245 Review of Outbreaks in West Virginia, 2001-2013

Tuesday, June 16, 2015: 3:30 PM-4:00 PM
Exhibit Hall A, Hynes Convention Center
Elizabeth Smith , Emory University, Atlanta, GA
Sherif M Ibrahim , West Virginia Department of Health and Human Resources, Charleston, WV
Danae Bixler , West Virginia Department of Health and Human Resources, Charleston, WV
Melissa A Scott , West Virginia Department of Health and Human Resources, Charleston, WV

BACKGROUND:   From 2001 through 2013, confirmed outbreaks increased 22-fold in West Virginia (WV); from 7 in 2001 to 164 in 2013.   During 2014, WV allocated resources to review outbreaks, evaluate the reasons for the increase and make recommendations for the future. 

METHODS:   Outbreak data collected from 2001 to 2013 were compiled using Microsoft Excel (2010) and analyzed using SAS 9.3 (Cary, NC). Data examined in the analysis include outbreak type, transmission setting, etiology, clinical diagnoses, and county, region, month, and year of reporting. Changes to reporting legislation (RL) were tracked on the WV Secretary of State website; infrastructure changes were also evaluated.   

RESULTS:   Of 1,030 confirmed outbreaks reported from 2001 to 2013, outbreaks of acute gastroenteritis (220 (21%)), influenza (183 (18%)), norovirus (123 (12%)), and acute respiratory syndrome (90 (9%)) were most common.
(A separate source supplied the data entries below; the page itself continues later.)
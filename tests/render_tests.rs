//! Plan, map and room-state rendering tests

#[cfg(test)]
mod tests {
    use safepath_dashboard::{
        canvas::palette,
        protocol::{HazardSnapshot, Plan, RoomPlan, RoomStateMap},
        reconcile::{apply_room_states, NO_DATA_MESSAGE},
        render::render_plan,
        surface::{PlanView, RoomView},
        topology::Topology,
        types::RoomCategory,
    };

    fn snapshot(hazards: &[&str], plan: Plan) -> HazardSnapshot {
        HazardSnapshot {
            hazards: hazards.iter().map(|h| h.to_string()).collect(),
            plan,
        }
    }

    fn rendered(snap: &HazardSnapshot) -> PlanView {
        let topo = Topology::building();
        let mut view = PlanView::new(&topo);
        render_plan(snap, &mut view, &topo);
        view
    }

    fn states(pairs: &[(&str, &str)]) -> RoomStateMap {
        pairs
            .iter()
            .map(|(k, v)| (k.to_string(), v.to_string()))
            .collect()
    }

    // -----------------------------------------------------------------------
    // Plan summary
    // -----------------------------------------------------------------------

    #[test]
    fn full_snapshot_summary() {
        let mut plan = Plan::default();
        plan.rooms.insert("R1".into(), RoomPlan::evac("X1"));
        plan.rooms.insert("R2".into(), RoomPlan::lockdown());
        plan.doors.insert("D1".into(), "UNLOCK".into());
        plan.doors.insert("D2".into(), "LOCK_BLOCK_THREAT".into());

        let view = rendered(&snapshot(&["H1", "R3"], plan));
        assert_eq!(
            view.summary.lines(),
            [
                "Hazards: H1, R3",
                "Rooms:",
                "R1: EVAC to X1",
                "R2: LOCKDOWN",
                "Doors:",
                "D1: UNLOCK",
                "D2: LOCK_BLOCK_THREAT",
            ]
        );
    }

    #[test]
    fn empty_snapshot_summary_and_all_nodes_safe() {
        let view = rendered(&snapshot(&[], Plan::default()));
        assert_eq!(view.summary.lines(), ["Hazards: None", "Rooms:", "Doors:"]);

        let topo = Topology::building();
        for node in topo.nodes() {
            assert_eq!(
                view.canvas.circle_color_at(node.position),
                Some(palette::NODE),
                "{} should be drawn safe",
                node.id
            );
        }
    }

    #[test]
    fn snapshot_decoded_from_backend_json() {
        let snap: HazardSnapshot = serde_json::from_str(
            r#"{"hazards":["H2"],"plan":{"rooms":{"R5":{"mode":"EVAC","exit":"X1","path_edges":["R5-H2","H2-X1"]}},"doors":{}}}"#,
        )
        .unwrap();
        let view = rendered(&snap);
        assert_eq!(view.summary.lines()[0], "Hazards: H2");
        assert_eq!(view.summary.lines()[2], "R5: EVAC to X1");
    }

    // -----------------------------------------------------------------------
    // Map
    // -----------------------------------------------------------------------

    #[test]
    fn hazard_membership_colours_nodes() {
        let topo = Topology::building();
        let view = rendered(&snapshot(&["H2"], Plan::default()));

        let h2 = topo.position("H2").unwrap();
        assert_eq!(view.canvas.circle_color_at(h2), Some(palette::HAZARD));
        for id in ["R1", "H1", "X1"] {
            let p = topo.position(id).unwrap();
            assert_eq!(view.canvas.circle_color_at(p), Some(palette::NODE));
        }
    }

    #[test]
    fn unknown_hazard_ids_are_ignored() {
        let view = rendered(&snapshot(&["Z9"], Plan::default()));
        let safe = rendered(&snapshot(&[], Plan::default()));
        assert_eq!(view.canvas.digest(), safe.canvas.digest());
    }

    #[test]
    fn hazard_order_does_not_change_the_map() {
        let a = rendered(&snapshot(&["H1", "R3", "X1"], Plan::default()));
        let b = rendered(&snapshot(&["X1", "H1", "R3"], Plan::default()));
        assert_eq!(a.canvas.digest(), b.canvas.digest());
    }

    #[test]
    fn repeated_render_is_idempotent() {
        let topo = Topology::building();
        let mut plan = Plan::default();
        plan.rooms.insert("R4".into(), RoomPlan::evac("X1"));
        let snap = snapshot(&["R1"], plan);

        let mut view = PlanView::new(&topo);
        render_plan(&snap, &mut view, &topo);
        let first_digest = view.canvas.digest();
        let first_text = view.summary.text();

        render_plan(&snap, &mut view, &topo);
        assert_eq!(view.canvas.digest(), first_digest);
        assert_eq!(view.summary.text(), first_text);
        assert_eq!(view.canvas.frame_count(), 2);
    }

    #[test]
    fn new_snapshot_fully_replaces_previous_frame() {
        let topo = Topology::building();
        let mut view = PlanView::new(&topo);
        render_plan(&snapshot(&["H1"], Plan::default()), &mut view, &topo);
        render_plan(&snapshot(&[], Plan::default()), &mut view, &topo);

        let h1 = topo.position("H1").unwrap();
        assert_eq!(view.canvas.circle_color_at(h1), Some(palette::NODE));
        assert_eq!(view.summary.lines()[0], "Hazards: None");
    }

    #[test]
    fn svg_export_contains_every_label() {
        let view = rendered(&snapshot(&["X1"], Plan::default()));
        let svg = view.canvas.to_svg();
        assert!(svg.starts_with("<svg"));
        for node in Topology::building().nodes() {
            assert!(svg.contains(&format!(">{}</text>", node.id)), "{}", node.id);
        }
    }

    // -----------------------------------------------------------------------
    // Room states
    // -----------------------------------------------------------------------

    #[test]
    fn room_states_scenario() {
        let mut view = RoomView::new();
        let map = states(&[("R1", "fire"), ("R2", "gun"), ("R3", "fire_gun")]);
        let changed = apply_room_states(Some(&map), &mut view);

        assert_eq!(changed, 6);
        assert_eq!(view.zones.get("R1").unwrap().category(), Some(RoomCategory::Fire));
        assert_eq!(view.zones.get("R2").unwrap().category(), Some(RoomCategory::Gun));
        assert_eq!(view.zones.get("R3").unwrap().category(), Some(RoomCategory::Fire));
        for id in ["R4", "R5", "R6"] {
            assert_eq!(view.zones.get(id).unwrap().category(), Some(RoomCategory::Safe));
        }
        assert_eq!(
            view.summary.lines(),
            [
                "R1: fire",
                "R2: gun",
                "R3: fire_gun",
                "R4: clear",
                "R5: clear",
                "R6: clear",
            ]
        );
    }

    #[test]
    fn exactly_one_marker_after_any_sequence() {
        let mut view = RoomView::new();
        for label in ["fire", "gun", "clear", "fire_gun", "smoke", "gun"] {
            apply_room_states(Some(&states(&[("R2", label)])), &mut view);
            let zone = view.zones.get("R2").unwrap();
            assert_eq!(zone.active_categories().len(), 1, "after {label}");
        }
        assert_eq!(view.zones.get("R2").unwrap().category(), Some(RoomCategory::Gun));
    }

    #[test]
    fn no_data_keeps_previous_markers() {
        let mut view = RoomView::new();
        apply_room_states(Some(&states(&[("R5", "fire")])), &mut view);
        let changed = apply_room_states(None, &mut view);

        assert_eq!(changed, 0);
        assert_eq!(view.summary.lines(), [NO_DATA_MESSAGE]);
        assert_eq!(view.zones.get("R5").unwrap().category(), Some(RoomCategory::Fire));
    }

    #[test]
    fn unchanged_states_report_no_changes() {
        let mut view = RoomView::new();
        let map = states(&[("R6", "gun")]);
        apply_room_states(Some(&map), &mut view);
        assert_eq!(apply_room_states(Some(&map), &mut view), 0);
    }
}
Healthcare associated outbreaks (HAO) contributed 547 (53%) outbreaks, most commonly from long term care facilities (LTCFs), representing 490 (90%) HAOs. HAOs accounted for 15% of outbreaks in 2002 and 75% in 2013.    WV RL was modified to make outbreaks reportable to the LHDs within 24 hours in 1999;  then immediately reportable to LHDs in 2006; and reportable from all settings in 2013.   A standardized outbreak tracking form was implemented at the state level in 2006; and a standardized outbreak log in 2009. Major improvements in staffing occurred at the state level in 2002, 2006 and 2010, funded with state, Epidemiology and Laboratory Capacity and Public Health Emergency Response funding, allowing for the creation of an outbreak response team.  Regular trainings were provided to LHD staff and outbreak toolkits were created and posted online to support outbreak investigation.   Since 2002, annual outbreak reports were written and published on-line; a section on HAOs was added in 2009; and performance metrics were added in 2013.  Investigation of HAOs have increased dramatically after being listed as a priority in the state Healthcare Associated Infections Plan in 2009.

CONCLUSIONS:   Improvements in outbreak reporting and investigation can be attributed to policy changes; improvements in staffing, training, and outbreak tracking, data feedback and evaluation.  The increasing proportion of HAOs highlights the need to target healthcare facilities, particularly LTCFs, for education and training.